Morelia, Michoacán, 18 de septiembre de 2026.— Carlos Torres Piña presentó este viernes su renuncia al cargo de fiscal general del Estado de Michoacán ante el Congreso local, de acuerdo con el documento recibido en la Oficialía de Partes a las 13:27 horas.
En el escrito dirigido al presidente de la Mesa Directiva, Baltazar Gaona García, el exfiscal solicitó que el Poder Legislativo analice y, en su caso, apruebe su separación definitiva del cargo, con fundamento en la Constitución Política del Estado y la Ley Orgánica de la Fiscalía General del Estado.
“Comparezco ante esa Soberanía para presentar, de manera libre y voluntaria, mi renuncia al cargo de Fiscal General del Estado, así como solicitar la aprobación del Honorable Congreso”, expuso Torres Piña en el oficio.
El ahora coordinador estatal por la defensa de la Cuarta Transformación explicó que la decisión responde a una reflexión personal sobre la siguiente etapa de su vida pública y a la intención de participar en nuevos proyectos.

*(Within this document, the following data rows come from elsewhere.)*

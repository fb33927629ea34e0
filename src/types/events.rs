//! Canonical response events.
//!
//! One call yields a finite, ordered, non-restartable sequence of [`ResponseEvent`]s
//! that ends with exactly one `Done` or `Error`. Nothing follows the terminal event.

use crate::error::ErrorKind;
use crate::types::tool::FunctionCall;
use crate::types::value::ArgMap;
use futures::{Stream, StreamExt};
use serde::{Deserialize, Serialize};
use std::pin::Pin;

/// Token accounting reported by the provider (or estimated by local backends).
#[derive(Debug, Clone, Copy, Default, PartialEq, Eq, Serialize, Deserialize)]
pub struct Usage {
    pub prompt_tokens: u64,
    pub completion_tokens: u64,
    pub total_tokens: u64,
}

impl Usage {
    pub fn new(prompt_tokens: u64, completion_tokens: u64) -> Self {
        Self {
            prompt_tokens,
            completion_tokens,
            total_tokens: prompt_tokens + completion_tokens,
        }
    }

    /// Fold in a partial report. Providers such as Anthropic send prompt and
    /// completion counts in separate frames.
    pub fn absorb(&mut self, other: Usage) {
        if other.prompt_tokens > 0 {
            self.prompt_tokens = other.prompt_tokens;
        }
        if other.completion_tokens > 0 {
            self.completion_tokens = other.completion_tokens;
        }
        self.total_tokens = if other.total_tokens > 0 {
            other.total_tokens.max(self.prompt_tokens + self.completion_tokens)
        } else {
            self.prompt_tokens + self.completion_tokens
        };
    }
}

#[derive(Debug, Clone, PartialEq, Serialize, Deserialize)]
#[serde(tag = "event_type")]
pub enum ResponseEvent {
    /// Full text of the reply.
    #[serde(rename = "TextChunk")]
    TextChunk { text: String },

    /// Incremental fragment of a streamed reply.
    #[serde(rename = "TextDelta")]
    TextDelta { delta: String },

    #[serde(rename = "StructuredPayload")]
    StructuredPayload { payload: ArgMap },

    #[serde(rename = "FunctionCallProposal")]
    FunctionCallProposal { call: FunctionCall },

    #[serde(rename = "Error")]
    Error { kind: ErrorKind, message: String },

    #[serde(rename = "Done")]
    Done {
        #[serde(default, skip_serializing_if = "Option::is_none")]
        usage: Option<Usage>,
    },
}

impl ResponseEvent {
    pub fn error(kind: ErrorKind, message: impl Into<String>) -> Self {
        ResponseEvent::Error {
            kind,
            message: message.into(),
        }
    }

    pub fn done() -> Self {
        ResponseEvent::Done { usage: None }
    }

    pub fn is_terminal(&self) -> bool {
        matches!(self, ResponseEvent::Done { .. } | ResponseEvent::Error { .. })
    }

    pub fn error_kind(&self) -> Option<ErrorKind> {
        match self {
            ResponseEvent::Error { kind, .. } => Some(*kind),
            _ => None,
        }
    }
}

/// Lazy event sequence returned by every backend.
pub type EventStream = Pin<Box<dyn Stream<Item = ResponseEvent> + Send + 'static>>;

/// Everything a finished call produced, gathered for callers that do not stream.
#[derive(Debug, Clone, Default, PartialEq)]
pub struct Transcript {
    pub events: Vec<ResponseEvent>,
}

impl Transcript {
    /// Drain a stream to its terminal event.
    pub async fn collect(mut stream: EventStream) -> Self {
        let mut events = Vec::new();
        while let Some(event) = stream.next().await {
            let terminal = event.is_terminal();
            events.push(event);
            if terminal {
                break;
            }
        }
        Self { events }
    }

    pub fn deltas(&self) -> Vec<&str> {
        self.events
            .iter()
            .filter_map(|e| match e {
                ResponseEvent::TextDelta { delta } => Some(delta.as_str()),
                _ => None,
            })
            .collect()
    }

    /// The final `TextChunk`, or the concatenated deltas when there is none.
    pub fn text(&self) -> String {
        self.events
            .iter()
            .rev()
            .find_map(|e| match e {
                ResponseEvent::TextChunk { text } => Some(text.clone()),
                _ => None,
            })
            .unwrap_or_else(|| self.deltas().concat())
    }

    pub fn payload(&self) -> Option<&ArgMap> {
        self.events.iter().find_map(|e| match e {
            ResponseEvent::StructuredPayload { payload } => Some(payload),
            _ => None,
        })
    }

    pub fn function_calls(&self) -> Vec<&FunctionCall> {
        self.events
            .iter()
            .filter_map(|e| match e {
                ResponseEvent::FunctionCallProposal { call } => Some(call),
                _ => None,
            })
            .collect()
    }

    pub fn terminal(&self) -> Option<&ResponseEvent> {
        self.events.last().filter(|e| e.is_terminal())
    }

    pub fn error(&self) -> Option<(ErrorKind, &str)> {
        match self.terminal() {
            Some(ResponseEvent::Error { kind, message }) => Some((*kind, message.as_str())),
            _ => None,
        }
    }

    pub fn is_done(&self) -> bool {
        matches!(self.terminal(), Some(ResponseEvent::Done { .. }))
    }

    pub fn usage(&self) -> Option<Usage> {
        match self.terminal() {
            Some(ResponseEvent::Done { usage }) => *usage,
            _ => None,
        }
    }

    pub fn terminal_count(&self) -> usize {
        self.events.iter().filter(|e| e.is_terminal()).count()
    }
}
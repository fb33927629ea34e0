//! Request optimizer behavior over a fake transport.

mod common;

use ai_gateway::optimizer::{Connectivity, Optimizer, OptimizerConfig};
use ai_gateway::transport::{WireRequest, WireResponse};
use ai_gateway::{Error, ErrorKind};
use common::FakeTransport;
use std::sync::Arc;
use std::time::Duration;
use tokio::time::Instant;
use tokio_util::sync::CancellationToken;

fn config() -> OptimizerConfig {
    OptimizerConfig {
        max_attempts: 3,
        base_delay_ms: 100,
        max_delay_ms: 10_000,
        jitter: 0.0,
        attempt_timeout_ms: 5_000,
        default_deadline_ms: 60_000,
        batch_window_ms: 50,
        max_batch_size: 8,
    }
}

fn optimizer(transport: &Arc<FakeTransport>, config: OptimizerConfig) -> Optimizer {
    Optimizer::new(config, transport.clone(), Connectivity::new(true))
}

fn chat(prompt: &str) -> WireRequest {
    WireRequest::post_json(
        "https://api.example.com/v1/chat/completions",
        &serde_json::json!({ "messages": [{ "role": "user", "content": prompt }] }),
    )
    .unwrap()
}

fn listing(page: u32) -> WireRequest {
    WireRequest::get(format!("https://api.example.com/v1/models?page={page}")).with_batch_class("models")
}

#[tokio::test(start_paused = true)]
async fn retry_after_is_honoured() {
    let transport = Arc::new(FakeTransport::new(|call, _| match call {
        0 => Ok(WireResponse::from_bytes(429, r#"{"error":{"message":"slow down"}}"#)
            .with_header("Retry-After", "2")),
        _ => Ok(WireResponse::from_bytes(200, "{}")),
    }));
    let opt = optimizer(&transport, config());

    let started = Instant::now();
    let response = opt.execute(chat("hi"), None, &CancellationToken::new()).await.unwrap();
    assert_eq!(response.status, 200);
    assert_eq!(transport.calls(), 2);
    assert!(started.elapsed() >= Duration::from_secs(2));
    assert!(started.elapsed() < Duration::from_secs(3));
}

#[tokio::test(start_paused = true)]
async fn retries_stop_at_max_attempts() {
    let transport = Arc::new(FakeTransport::new(|_, _| {
        Ok(WireResponse::from_bytes(503, "upstream unavailable"))
    }));
    let opt = optimizer(&transport, config());

    let err = opt.execute(chat("hi"), None, &CancellationToken::new()).await.unwrap_err();
    assert_eq!(err.kind(), ErrorKind::TransientNetwork);
    assert_eq!(transport.calls(), 3);
    assert_eq!(opt.snapshot().retrying, 0);
}

#[tokio::test]
async fn non_retryable_status_fails_at_once() {
    let transport = Arc::new(FakeTransport::new(|_, _| {
        Ok(WireResponse::from_bytes(400, r#"{"error":{"message":"bad model"}}"#))
    }));
    let opt = optimizer(&transport, config());

    let err = opt.execute(chat("hi"), None, &CancellationToken::new()).await.unwrap_err();
    assert_eq!(err.kind(), ErrorKind::InvalidRequest);
    assert!(err.to_string().contains("bad model"));
    assert_eq!(transport.calls(), 1);
}

#[tokio::test]
async fn duplicate_is_released_after_body_is_consumed() {
    let transport = Arc::new(FakeTransport::ok("{}"));
    let opt = optimizer(&transport, config());
    let cancel = CancellationToken::new();

    let first = opt.execute(chat("same"), None, &cancel).await.unwrap();
    assert_eq!(opt.snapshot().in_flight, 1);

    let err = opt.execute(chat("same"), None, &cancel).await.unwrap_err();
    assert!(matches!(err, Error::Duplicate { .. }));
    assert_eq!(transport.calls(), 1);

    // A different body is a different request.
    let other = opt.execute(chat("different"), None, &cancel).await.unwrap();
    drop(other);

    first.bytes().await.unwrap();
    assert_eq!(opt.snapshot().in_flight, 0);
    opt.execute(chat("same"), None, &cancel).await.unwrap();
    assert_eq!(transport.calls(), 3);
}

#[tokio::test(start_paused = true)]
async fn batch_window_coalesces_requests() {
    let transport = Arc::new(FakeTransport::ok(r#"{"data":[]}"#));
    let opt = optimizer(&transport, config());
    let cancel = CancellationToken::new();

    let (a, b, c) = tokio::join!(
        opt.execute(listing(1), None, &cancel),
        opt.execute(listing(2), None, &cancel),
        opt.execute(listing(3), None, &cancel),
    );
    assert!(a.is_ok() && b.is_ok() && c.is_ok());
    assert_eq!(transport.batch_sizes(), vec![3]);
    assert_eq!(opt.snapshot().pending_batched, 0);
}

#[tokio::test(start_paused = true)]
async fn full_batch_flushes_before_the_window() {
    let transport = Arc::new(FakeTransport::ok(r#"{"data":[]}"#));
    let opt = optimizer(
        &transport,
        OptimizerConfig {
            batch_window_ms: 10_000,
            max_batch_size: 2,
            ..config()
        },
    );
    let cancel = CancellationToken::new();

    let started = Instant::now();
    let (a, b) = tokio::join!(
        opt.execute(listing(1), None, &cancel),
        opt.execute(listing(2), None, &cancel),
    );
    assert!(a.is_ok() && b.is_ok());
    assert_eq!(transport.batch_sizes(), vec![2]);
    assert!(started.elapsed() < Duration::from_secs(10));
}

#[tokio::test(start_paused = true)]
async fn cancellation_removes_pending_batch_entry() {
    let transport = Arc::new(FakeTransport::ok(r#"{"data":[]}"#));
    let opt = optimizer(
        &transport,
        OptimizerConfig {
            batch_window_ms: 1_000,
            ..config()
        },
    );
    let cancel = CancellationToken::new();

    let task = {
        let opt = opt.clone();
        let cancel = cancel.clone();
        tokio::spawn(async move { opt.execute(listing(1), None, &cancel).await })
    };
    while opt.snapshot().pending_batched == 0 {
        tokio::time::sleep(Duration::from_millis(10)).await;
    }

    cancel.cancel();
    let err = task.await.unwrap().unwrap_err();
    assert_eq!(err.kind(), ErrorKind::Cancelled);
    assert_eq!(opt.snapshot().pending_batched, 0);
    assert_eq!(opt.snapshot().in_flight, 0);

    tokio::time::sleep(Duration::from_secs(2)).await;
    assert_eq!(transport.calls(), 0);
}

#[tokio::test]
async fn offline_gate_blocks_the_network() {
    let transport = Arc::new(FakeTransport::ok("{}"));
    let connectivity = Connectivity::new(false);
    let opt = Optimizer::new(config(), transport.clone(), connectivity.clone());

    let err = opt.execute(chat("hi"), None, &CancellationToken::new()).await.unwrap_err();
    assert_eq!(err.kind(), ErrorKind::Offline);
    assert_eq!(transport.calls(), 0);

    connectivity.set_online(true);
    assert!(opt.execute(chat("hi"), None, &CancellationToken::new()).await.is_ok());
}

#[tokio::test(start_paused = true)]
async fn deadline_beats_a_slow_provider() {
    let transport = Arc::new(FakeTransport::ok("{}").with_delay(Duration::from_secs(30)));
    let opt = optimizer(&transport, config());

    let deadline = Instant::now() + Duration::from_millis(200);
    let err = opt
        .execute(chat("hi"), Some(deadline), &CancellationToken::new())
        .await
        .unwrap_err();
    assert_eq!(err.kind(), ErrorKind::Timeout);
    assert_eq!(opt.snapshot().in_flight, 0);
}

#[tokio::test(start_paused = true)]
async fn cancellation_aborts_backoff_sleep() {
    let transport = Arc::new(FakeTransport::new(|_, _| {
        Ok(WireResponse::from_bytes(503, "upstream unavailable"))
    }));
    let opt = optimizer(
        &transport,
        OptimizerConfig {
            base_delay_ms: 5_000,
            ..config()
        },
    );
    let cancel = CancellationToken::new();

    let task = {
        let opt = opt.clone();
        let cancel = cancel.clone();
        tokio::spawn(async move { opt.execute(chat("hi"), None, &cancel).await })
    };
    tokio::time::sleep(Duration::from_millis(100)).await;
    assert_eq!(transport.calls(), 1);

    cancel.cancel();
    let err = task.await.unwrap().unwrap_err();
    assert_eq!(err.kind(), ErrorKind::Cancelled);

    tokio::time::sleep(Duration::from_secs(20)).await;
    assert_eq!(transport.calls(), 1);
    let snapshot = opt.snapshot();
    assert_eq!(snapshot.retrying, 0);
    assert_eq!(snapshot.in_flight, 0);
}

“Esta decisión responde a una reflexión personal y responsable sobre la siguiente etapa de mi vida pública y a la voluntad de dedicar mis esfuerzos a nuevos proyectos que me permitan contribuir, desde un ámbito más amplio, al bienestar de la ciudadanía michoacana”, señaló.
Torres Piña sostuvo que su salida también busca preservar la autonomía de la Fiscalía y garantizar la continuidad de las funciones de procuración de justicia. “Por respeto a la autonomía de la Fiscalía y a la naturaleza de sus funciones, considero que esta determinación debe acompañarse de mi separación definitiva del cargo, preservando la independencia institucional y la continuidad de la procuración de justicia”, indicó.
Expresa su agradecimiento al Congreso del Estado la confianza depositada en él para encabezar la Fiscalía y afirmó que asumió la responsabilidad con el compromiso de construir una institución cercana a las víctimas, firme en el cumplimiento de la ley y orientada a atender las necesidades de quienes buscan justicia.
“Estar al frente de la Fiscalía me permitió conocer, desde una dimensión distinta y profundamente humana, el dolor que enfrentan muchas familias de Michoacán. Escuchar a las víctimas, conocer sus historias y comprender las dificultades que atraviesan fortaleció mi convicción de que toda institución debe poner en el centro de sus decisiones la dignidad de las personas”, expresó.